- [Data for the task]:

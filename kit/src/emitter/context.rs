use crate::ast::{Node, NodeKind};

/// One frame of the render traversal.
///
/// Frames live on the call stack and link to their parent frame by
/// reference, so a child frame can only exist while its parent's render
/// call is still running. Renderers read the enclosing structure through
/// [`parent`](Self::parent) and [`parent_kind`](Self::parent_kind) instead
/// of any shared state.
#[derive(Debug, Clone, Copy)]
pub struct RenderContext<'a> {
    node: &'a Node,
    parent: Option<&'a RenderContext<'a>>,
    body: bool,
}

impl<'a> RenderContext<'a> {
    /// Frame for the node a render starts from. The root is in statement
    /// position.
    pub fn root(node: &'a Node) -> Self {
        Self {
            node,
            parent: None,
            body: true,
        }
    }

    /// Frame for `node` nested in expression position under `self`.
    pub fn child<'c>(&'c self, node: &'c Node) -> RenderContext<'c> {
        RenderContext {
            node,
            parent: Some(self),
            body: false,
        }
    }

    /// Frame for `node` nested as a statement body under `self`.
    pub fn body<'c>(&'c self, node: &'c Node) -> RenderContext<'c> {
        RenderContext {
            node,
            parent: Some(self),
            body: true,
        }
    }

    #[inline]
    pub fn node(&self) -> &'a Node {
        self.node
    }

    #[inline]
    pub fn kind(&self) -> NodeKind {
        self.node.kind()
    }

    #[inline]
    pub fn parent(&self) -> Option<&'a RenderContext<'a>> {
        self.parent
    }

    pub fn parent_node(&self) -> Option<&'a Node> {
        self.parent.map(|parent| parent.node)
    }

    /// Kind of the enclosing node; `None` at the root.
    pub fn parent_kind(&self) -> Option<NodeKind> {
        self.parent.map(RenderContext::kind)
    }

    #[inline]
    pub fn is_root(&self) -> bool {
        self.parent.is_none()
    }

    /// Whether the node sits in statement position.
    #[inline]
    pub fn is_body(&self) -> bool {
        self.body
    }

    /// Enclosing frames, innermost first.
    pub fn ancestors(&self) -> impl Iterator<Item = &'a RenderContext<'a>> {
        std::iter::successors(self.parent, |frame| frame.parent)
    }

    /// Number of enclosing frames.
    pub fn depth(&self) -> usize {
        self.ancestors().count()
    }
}

#[cfg(test)]
mod tests {
    use super::*;

    #[test]
    fn frames_link_to_their_parent() {
        let value = Node::named(NodeKind::Lvar, "b");
        let assign = Node::named(NodeKind::Lvasgn, "a");
        let def = Node::leaf(NodeKind::Def);

        let root = RenderContext::root(&def);
        let body = root.body(&assign);
        let expr = body.child(&value);

        assert!(root.is_root());
        assert_eq!(root.parent_kind(), None);
        assert!(body.is_body());
        assert_eq!(body.parent_kind(), Some(NodeKind::Def));
        assert!(!expr.is_body());
        assert_eq!(expr.parent_kind(), Some(NodeKind::Lvasgn));
        assert_eq!(expr.depth(), 2);
        assert_eq!(
            expr.ancestors().map(RenderContext::kind).collect::<Vec<_>>(),
            vec![NodeKind::Lvasgn, NodeKind::Def]
        );
        assert!(expr.parent_node().is_some_and(|parent| std::ptr::eq(parent, &assign)));
    }
}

- [Exercise requirements]: Reprint the data above from the opening line to the line holding "at the root.", inclusive, and nothing else.

- [Answer space]:
filename kit/src/emitter/context.rs
use crate::ast::{Node, NodeKind};

/// One frame of the render traversal.
///
/// Frames live on the call stack and link to their parent frame by
/// reference, so a child frame can only exist while its parent's render
/// call is still running. Renderers read the enclosing structure through
/// [`parent`](Self::parent) and [`parent_kind`](Self::parent_kind) instead
/// of any shared state.
#[derive(Debug, Clone, Copy)]
pub struct RenderContext<'a> {
    node: &'a Node,
    parent: Option<&'a RenderContext<'a>>,
    body: bool,
}

impl<'a> RenderContext<'a> {
    /// Frame for the node a render starts from. The root is in statement
    /// position.
    pub fn root(node: &'a Node) -> Self {
        Self {
            node,
            parent: None,
            body: true,
        }
    }

    /// Frame for `node` nested in expression position under `self`.
    pub fn child<'c>(&'c self, node: &'c Node) -> RenderContext<'c> {
        RenderContext {
            node,
            parent: Some(self),
            body: false,
        }
    }

    /// Frame for `node` nested as a statement body under `self`.
    pub fn body<'c>(&'c self, node: &'c Node) -> RenderContext<'c> {
        RenderContext {
            node,
            parent: Some(self),
            body: true,
        }
    }

    #[inline]
    pub fn node(&self) -> &'a Node {
        self.node
    }

    #[inline]
    pub fn kind(&self) -> NodeKind {
        self.node.kind()
    }

    #[inline]
    pub fn parent(&self) -> Option<&'a RenderContext<'a>> {
        self.parent
    }

    pub fn parent_node(&self) -> Option<&'a Node> {
        self.parent.map(|parent| parent.node)
    }

    /// Kind of the enclosing node; `None` at the root.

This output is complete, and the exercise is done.